Assignment:
Only lines containing the word "exists" are needed; pull them out of the material.

Records supplied:
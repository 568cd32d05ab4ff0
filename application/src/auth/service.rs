use tracing::{info, warn};
use uuid::Uuid;

use crate::auth::password_validator::PasswordValidator;
use crate::error::{AppError, AppResult};
use crate::ports::incoming::credentials::CredentialUseCase;
use crate::ports::incoming::maintenance::MaintenanceUseCase;
use crate::ports::outgoing::blocking_hash::DynBlockingHashPort;
use crate::ports::outgoing::user_store::DynCredentialStorePort;
use domain::auth::UserPublic;
use domain::credential::StoredSecret;

pub struct CredentialService {
    user_store: DynCredentialStorePort,
    hashing: DynBlockingHashPort,
    password_validator: PasswordValidator,
}

impl CredentialService {
    pub fn new(user_store: DynCredentialStorePort, hashing: DynBlockingHashPort) -> Self {
        Self {
            user_store,
            hashing,
            password_validator: PasswordValidator::new(),
        }
    }

    #[must_use]
    pub fn with_password_validator(mut self, password_validator: PasswordValidator) -> Self {
        self.password_validator = password_validator;
        self
    }

    /// One failure for unknown email, missing hash and wrong password, so the
    /// response never reveals which element was wrong.
    fn invalid_credentials() -> AppError {
        AppError::ValidationError {
            message: "Invalid email or password".to_string(),
        }
    }
}

#[async_trait::async_trait]
impl CredentialUseCase for CredentialService {
    async fn register_local(
        &self,
        email: String,
        username: String,
        password: String,
    ) -> AppResult<UserPublic> {
        self.password_validator.validate(&password)?;

        if (self.user_store.find_user_by_email(&email).await?).is_some() {
            return Err(AppError::ValidationError {
                message: "User with this email already exists".to_string(),
            });
        }
        if (self.user_store.find_user_by_username(&username).await?).is_some() {
            return Err(AppError::ValidationError {
                message: "Username already exists".to_string(),
            });
        }

        let password_hash = self.hashing.hash(password).await?;

        let user = self
            .user_store
            .create_user_with_password(&email, &username, &password_hash)
            .await?;

        info!(user_id = %user.id.as_uuid(), "registered local user");
        Ok(user)
    }

    async fn login_local(&self, email: String, password: String) -> AppResult<UserPublic> {
        let (user_id, _email, _username, password_hash) = self
            .user_store
            .find_user_by_email(&email)
            .await?
            .ok_or_else(Self::invalid_credentials)?;

        let stored_secret = password_hash.ok_or_else(Self::invalid_credentials)?;

        let matched = self
            .hashing
            .verify(password.clone(), stored_secret.clone())
            .await?;
        if !matched {
            return Err(Self::invalid_credentials());
        }

        if StoredSecret::parse(&stored_secret).is_legacy() {
            // Telemetry flag for the compatibility path; the record is
            // rewritten in salted form now that the plaintext is known good.
            warn!(user_id = %user_id, "legacy unsalted credential matched; rehashing");
            let upgraded = self.hashing.hash(password).await?;
            self.user_store
                .update_password_hash(user_id, &upgraded)
                .await?;
        }

        self.user_store
            .find_user_by_id(user_id)
            .await?
            .ok_or(AppError::InternalServerError)
    }

    async fn change_password(
        &self,
        user_id: Uuid,
        current_password: String,
        new_password: String,
    ) -> AppResult<()> {
        let stored_secret = self
            .user_store
            .find_password_hash_by_user_id(user_id)
            .await?
            .ok_or(AppError::Unauthorized)?;

        let matched = self.hashing.verify(current_password, stored_secret).await?;
        if !matched {
            return Err(AppError::Unauthorized);
        }

        self.password_validator.validate(&new_password)?;

        let password_hash = self.hashing.hash(new_password).await?;
        self.user_store
            .update_password_hash(user_id, &password_hash)
            .await?;

        info!(user_id = %user_id, "password changed");
        Ok(())
    }
}

#[async_trait::async_trait]
impl MaintenanceUseCase for CredentialService {
    async fn rehash_legacy_credentials(&self) -> AppResult<u64> {
        let legacy = self.user_store.list_legacy_credentials().await?;

        let mut migrated = 0u64;
        for (user_id, plaintext) in legacy {
            let password_hash = self.hashing.hash(plaintext).await?;
            self.user_store
                .update_password_hash(user_id, &password_hash)
                .await?;
            migrated += 1;
        }

        info!(migrated, "rehashed legacy credentials");
        Ok(migrated)
    }
}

Solution to this task:
                message: "User with this email already exists".to_string(),
                message: "Username already exists".to_string(),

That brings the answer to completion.